Utilisation d'objets secrets comme variables d'environnement


Comme ConfigMap, l'objet Secret peut ĂŞtre rendu disponible dans le conteneur en tant que variables d'environnement ou fichier sur son disque. Dans l'exemple suivant, nous assignerons Ă  la variable d'environnement la valeur de Secret:

spec:
   containers:
       - name: demo
          image: cloudnatived/demo:hello-secret-env
          ports:
             - containerPort: 8888
          env:
             - name: GREETING
               valueFrom:
               secretKeyRef:
                  name: demo-secret
                  key: magicWord


Exécutez la commande suivante dans le référentiel de démonstration pour appliquer les manifestes:

kubectl apply -f hello-secret-env/k8s/
deployment.extensions "demo" configured
secret "demo-secret" created

Comme précédemment, redirigez le port local vers le déploiement pour voir le résultat dans votre navigateur:

kubectl port-forward deploy/demo 9999:8888
Forwarding from 127.0.0.1:9999 -> 8888
Forwarding from [::1]:9999 -> 8888

Lorsque vous ouvrez l'adresse de l' hĂ´te local : 9999 / vous devriez voir ce qui suit:

The magic word is "xyzzy"

Écriture d'objets secrets dans des fichiers


Dans cet exemple, nous attacherons l'objet Secret au conteneur en tant que fichier.

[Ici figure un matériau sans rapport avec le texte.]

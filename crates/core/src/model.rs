//! Stored record types: page views, collapsing session rows, events and
//! sampled user agents.

use chrono::{DateTime, Utc};
use serde::{Deserialize, Serialize};

/// Attributes derived from a request and copied onto every stored row.
#[derive(Debug, Clone, Default, PartialEq, Eq, Serialize, Deserialize)]
pub struct VisitAttributes {
    pub language: String,
    pub country_code: String,
    pub city: String,
    pub referrer: String,
    pub referrer_name: String,
    pub referrer_icon: String,
    pub os: String,
    pub os_version: String,
    pub browser: String,
    pub browser_version: String,
    pub desktop: bool,
    pub mobile: bool,
    pub screen_width: u16,
    pub screen_height: u16,
    pub screen_class: String,
    pub utm_source: String,
    pub utm_medium: String,
    pub utm_campaign: String,
    pub utm_content: String,
    pub utm_term: String,
}

/// One row per page load.
#[derive(Debug, Clone, PartialEq, Eq, Serialize, Deserialize)]
pub struct PageView {
    pub client_id: u64,
    pub visitor_id: u64,
    pub session_id: u64,
    pub time: DateTime<Utc>,
    /// Seconds since the previous page view of the same session.
    pub duration_seconds: u32,
    pub path: String,
    pub title: String,
    pub attributes: VisitAttributes,
}

/// Sign of a collapsing session row.
#[derive(Debug, Clone, Copy, PartialEq, Eq, Serialize, Deserialize)]
pub enum Sign {
    Cancel,
    State,
}

impl Sign {
    pub fn as_i8(self) -> i8 {
        match self {
            Self::Cancel => -1,
            Self::State => 1,
        }
    }

    pub fn from_i8(sign: i8) -> Self {
        if sign < 0 {
            Self::Cancel
        } else {
            Self::State
        }
    }
}

/// Collapsing session row. A state change is written as the prior row with
/// `Sign::Cancel` followed by the new row with `Sign::State`.
#[derive(Debug, Clone, PartialEq, Eq, Serialize, Deserialize)]
pub struct Session {
    pub sign: Sign,
    pub client_id: u64,
    pub visitor_id: u64,
    pub session_id: u64,
    pub time: DateTime<Utc>,
    pub start: DateTime<Utc>,
    pub duration_seconds: u32,
    pub entry_path: String,
    pub exit_path: String,
    pub page_views: u16,
    pub is_bounce: bool,
    pub entry_title: String,
    pub exit_title: String,
    pub attributes: VisitAttributes,
    /// Number of hits that arrived faster than the minimum page view interval.
    pub is_bot: u8,
}

impl Session {
    /// Copy of this row with the cancelling sign.
    pub fn cancelled(&self) -> Self {
        Self {
            sign: Sign::Cancel,
            ..self.clone()
        }
    }
}

/// Custom event. `meta_keys` and `meta_values` always have the same length.
#[derive(Debug, Clone, PartialEq, Eq, Serialize, Deserialize)]
pub struct Event {
    pub client_id: u64,
    pub visitor_id: u64,
    pub time: DateTime<Utc>,
    pub session_id: u64,
    pub event_name: String,
    pub event_meta_keys: Vec<String>,
    pub event_meta_values: Vec<String>,
    pub duration_seconds: u32,
    pub path: String,
    pub title: String,
    pub attributes: VisitAttributes,
}

/// User agent sampled once per distinct string and day.
#[derive(Debug, Clone, PartialEq, Eq, Serialize, Deserialize)]
pub struct UserAgent {
    pub time: DateTime<Utc>,
    pub user_agent: String,
}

Le code se trouve dans le dossier hello-secret-file du référentiel de démonstration.

Pour connecter Secret en tant que fichier, nous utiliserons le déploiement suivant:

spec:
   containers:
       - name: demo
          image: cloudnatived/demo:hello-secret-file
          ports:
              - containerPort: 8888
          volumeMounts:
              - name: demo-secret-volume
                mountPath: "/secrets/"
                readOnly: true
   volumes:
      - name: demo-secret-volume
        secret:
           secretName: demo-secret

Comme dans la sous-section «Création de fichiers de configuration à partir d'objets ConfigMap» sur p. 240, nous créons un volume (dans ce cas, demo-secret-volume) et le connectons au conteneur dans la section des spécifications de volumeMounts. MountPath étant / secrets, Kubernetes créera donc un fichier pour chaque paire clé-valeur définie dans l'objet Secret de ce dossier.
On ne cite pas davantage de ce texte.